Camisotti nega ser “dono” da Ambec
O empresário Maurício Camisotti afirmou que não é dono da Ambec, porque a entidade já tem dirigentes estatutários. Ele afirma ter sido procurado pelo sócio da Acttus para ajudá-lo com a Ambec e que apenas permitiu que ele usasse os serviços de alguns funcionários e fez “aconselhamentos do segmento” sobre gestão.

E diz que a operação milionária com a Precisa foi feita para a compra de testes de covid. Ele afirma que o ex-policial e Eli Cohen tem feito acusações falsas e que documentos obtidos pela reportagem podem ter sido adulterados. Também disse tem sido alvo de acusações falaciosas e tomará medidas na Justiça.

Sua narrativa é recheada lacunas, erros factuais e contradições. Desde o ano passado, o dono da Acttus briga na Justiça por ter sido alijado do comando da Ambec e, entre os diretores estatutários atuais da entidade, consta justamente um diretor de empresas do grupo Total Health e homem de confiança de Camisotti. Na época em que havia paz entre Camisotti e a Acttus, seu cunhado era presidente da Ambec e assinou o contrato com o INSS.

A primeira resposta que a Ambec deu ao Metrópoles, em dezembro de 2023, sobre descontos indevidos foi formulada por Fernando Araneo, advogado de Camisotti, inclusive em denúncias contra o dono da Acttus.
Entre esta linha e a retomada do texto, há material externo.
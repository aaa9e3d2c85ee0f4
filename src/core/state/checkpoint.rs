//! Checkpoint model
//!
//! The checkpoint is the only state that survives a restart. It records the
//! next offset to read, how many rows have been committed so far and the
//! date window the offsets were counted in.

use chrono::NaiveDate;
use serde::{Deserialize, Serialize};

/// Resumable migration progress
///
/// Persisted as `{"offset": N, "totalMigrated": M, "windowStart": D}`.
/// `windowStart` is absent until the first batch is saved, and files
/// written without it still load.
///
/// # Examples
///
/// ```
/// use ledgerlift::core::state::Checkpoint;
///
/// let checkpoint = Checkpoint::default().advance(100, 100).advance(100, 50);
/// assert_eq!(checkpoint.offset, 200);
/// assert_eq!(checkpoint.total_migrated, 150);
/// ```
#[derive(Debug, Clone, Copy, Default, PartialEq, Eq, Serialize, Deserialize)]
#[serde(rename_all = "camelCase")]
pub struct Checkpoint {
    /// Offset of the next page to read; a multiple of the page size
    pub offset: u64,

    /// Sum of the sizes of all committed batches
    pub total_migrated: u64,

    /// Earliest entry date of the run that produced `offset`
    ///
    /// Offsets only address the same rows while the window stays put, so a
    /// resumed run reads with this date instead of recomputing it.
    #[serde(default, skip_serializing_if = "Option::is_none")]
    pub window_start: Option<NaiveDate>,
}

impl Checkpoint {
    /// Create a checkpoint at an explicit position
    pub fn new(offset: u64, total_migrated: u64) -> Self {
        Self {
            offset,
            total_migrated,
            window_start: None,
        }
    }

    /// Pin the date window the offsets refer to
    pub fn with_window_start(self, window_start: NaiveDate) -> Self {
        Self {
            window_start: Some(window_start),
            ..self
        }
    }

    /// Whether this is the zero state of a fresh run
    pub fn is_initial(&self) -> bool {
        self.offset == 0 && self.total_migrated == 0
    }

    /// Checkpoint after committing a batch of `batch_len` rows read with `page_size`
    ///
    /// The offset always moves by a whole page, even for the short final batch.
    pub fn advance(self, page_size: usize, batch_len: usize) -> Self {
        Self {
            offset: self.offset + page_size as u64,
            total_migrated: self.total_migrated + batch_len as u64,
            window_start: self.window_start,
        }
    }

    /// Whether the offset sits on a page boundary for `page_size`
    pub fn is_aligned(&self, page_size: usize) -> bool {
        page_size > 0 && self.offset % page_size as u64 == 0
    }
}
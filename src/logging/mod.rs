//! Logging and observability
//!
//! Structured logging via `tracing`, plus a couple of macros that keep the
//! field names of recurring events consistent across modules.
//!
//! # Example
//!
//! ```no_run
//! use ledgerlift::logging::init_logging;
//! use ledgerlift::config::LoggingConfig;
//!
//! let config = LoggingConfig::default();
//! let _guard = init_logging("info", &config).expect("Failed to initialize logging");
//!
//! tracing::info!(offset = 200, "Resuming migration");
//! ```

pub mod structured;

pub use structured::{init_logging, LoggingGuard};

/// Log a committed batch together with the checkpoint it advanced to
///
/// # Example
///
/// ```no_run
/// use ledgerlift::log_batch_committed;
///
/// log_batch_committed!(100, 200, 200);
/// ```
#[macro_export]
macro_rules! log_batch_committed {
    ($batch_size:expr, $offset:expr, $total_migrated:expr) => {
        tracing::info!(
            batch_size = $batch_size,
            offset = $offset,
            total_migrated = $total_migrated,
            "Batch committed"
        );
    };
}

/// Log a retry attempt
///
/// # Example
///
/// ```no_run
/// use ledgerlift::log_retry_attempt;
///
/// log_retry_attempt!(2, 3, 2000u64, "Connection timeout");
/// ```
#[macro_export]
macro_rules! log_retry_attempt {
    ($attempt:expr, $max_attempts:expr, $delay_ms:expr, $reason:expr) => {
        tracing::warn!(
            attempt = $attempt,
            max_attempts = $max_attempts,
            delay_ms = $delay_ms,
            reason = %$reason,
            "Retrying operation"
        );
    };
}
//! Database abstraction layer
//!
//! Trait seams for the relational source and the document sink, plus the
//! factory that wires the configured implementations together.

pub mod factory;
pub mod traits;

pub use factory::{create_clients, MigrationClients};
pub use traits::{CommitResult, DocumentSink, LedgerSource, PageQuery, PendingDocument};
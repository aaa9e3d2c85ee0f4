//! PostgreSQL document sink
//!
//! Documents are stored as JSONB bodies in a single collection table. A
//! batch is committed inside one transaction, so a failure at any row
//! leaves no trace of the batch.

use crate::adapters::database::traits::{CommitResult, DocumentSink, PendingDocument};
use crate::adapters::postgresql::client::PostgreSQLClient;
use crate::adapters::postgresql::models::{
    count_documents_sql, document_schema_sql, insert_document_sql,
};
use crate::config::schema::SinkConfig;
use crate::domain::{DocumentId, LiftError, Result};
use async_trait::async_trait;

/// Writes ledger documents into a JSONB collection table
pub struct PostgresDocumentSink {
    client: PostgreSQLClient,
    collection: String,
    insert_sql: String,
}

impl PostgresDocumentSink {
    /// Create a sink for `config`
    pub fn new(config: &SinkConfig) -> Result<Self> {
        let insert_sql = insert_document_sql(&config.collection, config.idempotent_writes)?;
        let client = PostgreSQLClient::new(config.postgresql.clone())?;

        Ok(Self {
            client,
            collection: config.collection.clone(),
            insert_sql,
        })
    }
}

#[async_trait]
impl DocumentSink for PostgresDocumentSink {
    async fn ensure_schema(&self) -> Result<()> {
        let ddl = document_schema_sql(&self.collection)?;
        let connection = self.client.get_connection().await?;

        connection
            .batch_execute(&ddl)
            .await
            .map_err(|e| LiftError::Sink(format!("Failed to create collection: {e}")))?;

        tracing::info!(collection = %self.collection, "Document collection ready");
        Ok(())
    }

    async fn commit_batch(&self, documents: Vec<PendingDocument>) -> Result<CommitResult> {
        if documents.is_empty() {
            return Ok(CommitResult::empty());
        }

        let mut connection = self.client.get_connection().await?;
        let tx = connection
            .transaction()
            .await
            .map_err(|e| LiftError::Sink(format!("Failed to begin transaction: {e}")))?;

        let mut result = CommitResult::empty();
        for document in &documents {
            let id = DocumentId::generate();
            let body = serde_json::to_value(&document.body)?;
            let dedup_key = document.dedup_key.as_ref().map(|k| k.as_str());

            // Dropping `tx` on the error path rolls the batch back.
            let inserted = tx
                .execute(
                    self.insert_sql.as_str(),
                    &[
                        id.as_uuid(),
                        &dedup_key,
                        &body,
                        &document.body.created_at,
                        &document.body.updated_at,
                    ],
                )
                .await
                .map_err(|e| LiftError::Sink(format!("Insert failed: {e}")))?;

            if inserted == 0 {
                result.duplicates_skipped += 1;
            } else {
                result.written += 1;
                result.document_ids.push(id);
            }
        }

        tx.commit()
            .await
            .map_err(|e| LiftError::Sink(format!("Commit failed: {e}")))?;

        tracing::debug!(
            collection = %self.collection,
            written = result.written,
            duplicates_skipped = result.duplicates_skipped,
            "Batch transaction committed"
        );

        Ok(result)
    }

    async fn count_documents(&self) -> Result<u64> {
        let sql = count_documents_sql(&self.collection)?;
        let connection = self.client.get_connection().await?;

        let row = connection
            .query_one(sql.as_str(), &[])
            .await
            .map_err(|e| LiftError::Sink(format!("Count query failed: {e}")))?;
        let count: i64 = row
            .try_get(0)
            .map_err(|e| LiftError::Sink(format!("Failed to decode count: {e}")))?;

        Ok(count.max(0) as u64)
    }

    async fn test_connection(&self) -> Result<()> {
        self.client.test_connection().await
    }

    fn close(&self) {
        self.client.close();
    }
}
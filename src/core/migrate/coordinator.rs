//! Migration coordinator - drives the checkpointed batch loop
//!
//! One run: load the checkpoint, wait out the startup delay, then repeat
//! read → transform → write → save until the source is exhausted. The
//! checkpoint only advances after the batch is committed, so a crash at any
//! point resumes at the first uncommitted page.

use crate::adapters::database::MigrationClients;
use crate::config::LedgerliftConfig;
use crate::core::migrate::reader::BatchReader;
use crate::core::migrate::summary::{MigrationPhase, MigrationSummary};
use crate::core::migrate::writer::BatchWriter;
use crate::core::state::{Checkpoint, ProgressStore};
use crate::core::transform::transform_batch;
use crate::domain::{LiftError, Result};
use crate::log_batch_committed;
use std::time::{Duration, Instant};
use tokio::sync::watch;

/// Migration coordinator
pub struct MigrationCoordinator {
    config: LedgerliftConfig,
    clients: MigrationClients,
    store: ProgressStore,
    shutdown: watch::Receiver<bool>,
    phase: MigrationPhase,
}

impl MigrationCoordinator {
    /// Create a coordinator owning `clients` for the duration of the run
    pub fn new(
        config: LedgerliftConfig,
        clients: MigrationClients,
        shutdown: watch::Receiver<bool>,
    ) -> Self {
        let store = ProgressStore::new(config.migration.checkpoint_path.clone());
        Self {
            config,
            clients,
            store,
            shutdown,
            phase: MigrationPhase::Init,
        }
    }

    /// Run the migration to completion, interruption or failure
    ///
    /// Source and sink are released before this returns, on every path.
    ///
    /// # Errors
    ///
    /// Returns the first unrecovered error. Anything committed before it is
    /// covered by the last saved checkpoint, except when the error is
    /// `LiftError::CheckpointSave`.
    pub async fn execute(mut self) -> Result<MigrationSummary> {
        let start_time = Instant::now();
        let mut summary =
            MigrationSummary::new(Checkpoint::default(), self.config.application.dry_run);

        tracing::info!(
            page_size = self.config.migration.page_size,
            dry_run = self.config.application.dry_run,
            idempotent_writes = self.config.sink.idempotent_writes,
            "Starting migration"
        );

        let outcome = self.run(&mut summary).await;
        self.clients.release();

        match outcome {
            Ok(()) => {
                let final_phase = if summary.interrupted {
                    MigrationPhase::Interrupted
                } else {
                    MigrationPhase::Done
                };
                self.transition(final_phase);
                summary.final_phase = final_phase;

                let summary = summary.with_duration(start_time.elapsed());
                summary.log_summary();
                Ok(summary)
            }
            Err(e) => {
                self.transition(MigrationPhase::Aborted);
                tracing::error!(
                    error = %e,
                    offset = summary.final_checkpoint.offset,
                    total_migrated = summary.total_migrated,
                    "Migration aborted"
                );
                Err(e)
            }
        }
    }

    async fn run(&mut self, summary: &mut MigrationSummary) -> Result<()> {
        let page_size = self.config.migration.page_size;
        let dry_run = self.config.application.dry_run;

        self.transition(MigrationPhase::LoadingCheckpoint);
        let mut checkpoint = self.store.load().await;

        if !checkpoint.is_aligned(page_size) {
            return Err(LiftError::Validation(format!(
                "Checkpoint offset {} is not a multiple of page_size {}; \
                 restore the page size used by the previous run or reset the checkpoint",
                checkpoint.offset, page_size
            )));
        }
        *summary = MigrationSummary::new(checkpoint, dry_run);

        if checkpoint.is_initial() {
            tracing::info!("No previous progress - full migration");
        } else {
            tracing::info!(
                offset = checkpoint.offset,
                total_migrated = checkpoint.total_migrated,
                "Resuming migration from checkpoint"
            );
        }

        if self.startup_delay().await {
            summary.interrupted = true;
            return Ok(());
        }

        let reader = match checkpoint.window_start {
            Some(window) => BatchReader::with_window(
                self.clients.source().clone(),
                page_size,
                window,
                self.config.migration.retry.clone(),
            ),
            None => {
                if !checkpoint.is_initial() {
                    tracing::warn!(
                        offset = checkpoint.offset,
                        "Checkpoint has no window start; offsets are applied to today's window"
                    );
                }
                BatchReader::new(
                    self.clients.source().clone(),
                    page_size,
                    self.config.source.lookback_days,
                    self.config.migration.retry.clone(),
                )
            }
        };
        // Offsets saved from here on refer to this window
        checkpoint = checkpoint.with_window_start(reader.window_start());
        let writer = BatchWriter::new(
            self.clients.sink().clone(),
            self.config.sink.idempotent_writes,
            dry_run,
        );

        tracing::info!(window_start = %reader.window_start(), "Reading ledger rows");

        loop {
            if *self.shutdown.borrow() {
                tracing::warn!(
                    offset = checkpoint.offset,
                    "Shutdown requested - stopping before the next batch"
                );
                summary.interrupted = true;
                return Ok(());
            }

            self.transition(MigrationPhase::Reading);
            let batch = reader.read(&checkpoint).await?;

            if batch.is_empty() {
                if checkpoint.offset == 0 {
                    tracing::info!("Nothing to migrate");
                } else {
                    tracing::info!(offset = checkpoint.offset, "Source exhausted");
                }
                return Ok(());
            }

            self.transition(MigrationPhase::Transforming);
            let documents = transform_batch(&batch)?;

            self.transition(MigrationPhase::Writing);
            let result = writer.commit(documents).await?;

            self.transition(MigrationPhase::SavingCheckpoint);
            let next = checkpoint.advance(page_size, batch.len());
            if dry_run {
                tracing::debug!(offset = next.offset, "DRY RUN: checkpoint not saved");
            } else if let Err(e) = self.store.save(&next).await {
                tracing::error!(
                    committed_offset = batch.offset,
                    batch_size = batch.len(),
                    persisted_offset = checkpoint.offset,
                    checkpoint = %self.store.path().display(),
                    error = %e,
                    "Batch was written but the checkpoint was not saved. \
                     A rerun will write rows from offset {} again; reconcile the sink \
                     or set the checkpoint to offset {} before restarting",
                    batch.offset,
                    next.offset
                );
                return Err(e);
            }

            checkpoint = next;
            summary.record_batch(batch.len(), result.duplicates_skipped, checkpoint);
            log_batch_committed!(batch.len(), checkpoint.offset, checkpoint.total_migrated);

            if batch.is_last(page_size) {
                return Ok(());
            }
        }
    }

    /// Sleep before the first read
    ///
    /// Returns `true` if a shutdown signal cut the delay short.
    async fn startup_delay(&mut self) -> bool {
        let secs = self.config.migration.startup_delay_secs;
        if secs == 0 {
            return false;
        }

        tracing::info!(delay_secs = secs, "Waiting before the first read");

        let shutdown = &mut self.shutdown;
        tokio::select! {
            _ = tokio::time::sleep(Duration::from_secs(secs)) => false,
            _ = wait_for_shutdown(shutdown) => {
                tracing::warn!("Shutdown requested during startup delay");
                true
            }
        }
    }

    fn transition(&mut self, next: MigrationPhase) {
        tracing::debug!(from = %self.phase, to = %next, "Phase transition");
        self.phase = next;
    }
}

async fn wait_for_shutdown(shutdown: &mut watch::Receiver<bool>) {
    if shutdown.wait_for(|requested| *requested).await.is_err() {
        // Sender gone: no signal can arrive any more.
        std::future::pending::<()>().await;
    }
}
Araneo também assina uma petição extrajudicial pedindo ao Metrópoles para tirar reportagens do ar.

A reportagem conversou com funcionários da Ambec que declaram publicamente – e inclusive em suas redes sociais – serem parte dos quadros da Total Health. Também obteve acesso a e-mails, que não estavam em posse de Eli Cohen, que mostram a atuação de ambos pela entidade, inclusive com assinaturas do Total Health, datados de 2024. Nenhum dos dois quis responder e fugiram da reportagem.

Luis Antonio Blotta diz que nunca foi sócio da Precisa Medicamentos. Os quadro de diretores e sócios da empresa registrado na Junta Comercial de São Paulo diz o contrário. Ele diz não ter sido sócio da Global Gestão em Saúde, ligada a Maximiano. É verdade. Foi apenas seu presidente, segundo registros da Junta Comercial.

Douglas Rodrigues afirmou que era da Obasp, outra associação. Ele afirma ter sido ameaçado, ao lado de outros funcionários, por Eli Cohen e o ex-policial civil da Acttus. Ele disse que eles sumiram com documentos da empresa.

Ademir Bacic negou ter indicado seu pai à presidência da Ambec. Também negou ingerência de seu tio, Maurício Camisotti, na escolha do presidente da entidade. Ele nega inclusive ser do Grupo Total Health, que o apresenta em suas próprias redes sociais em uma relação de “líderes” do grupo.

Bacic é CEO da Prevident, uma empresa em nome de José Hermicesar, secretário-geral da Ambec. A empresa está no rol de operadoras da Rede Brazil Dental, que também é de Hermicesar e integra o Grupo Total Health.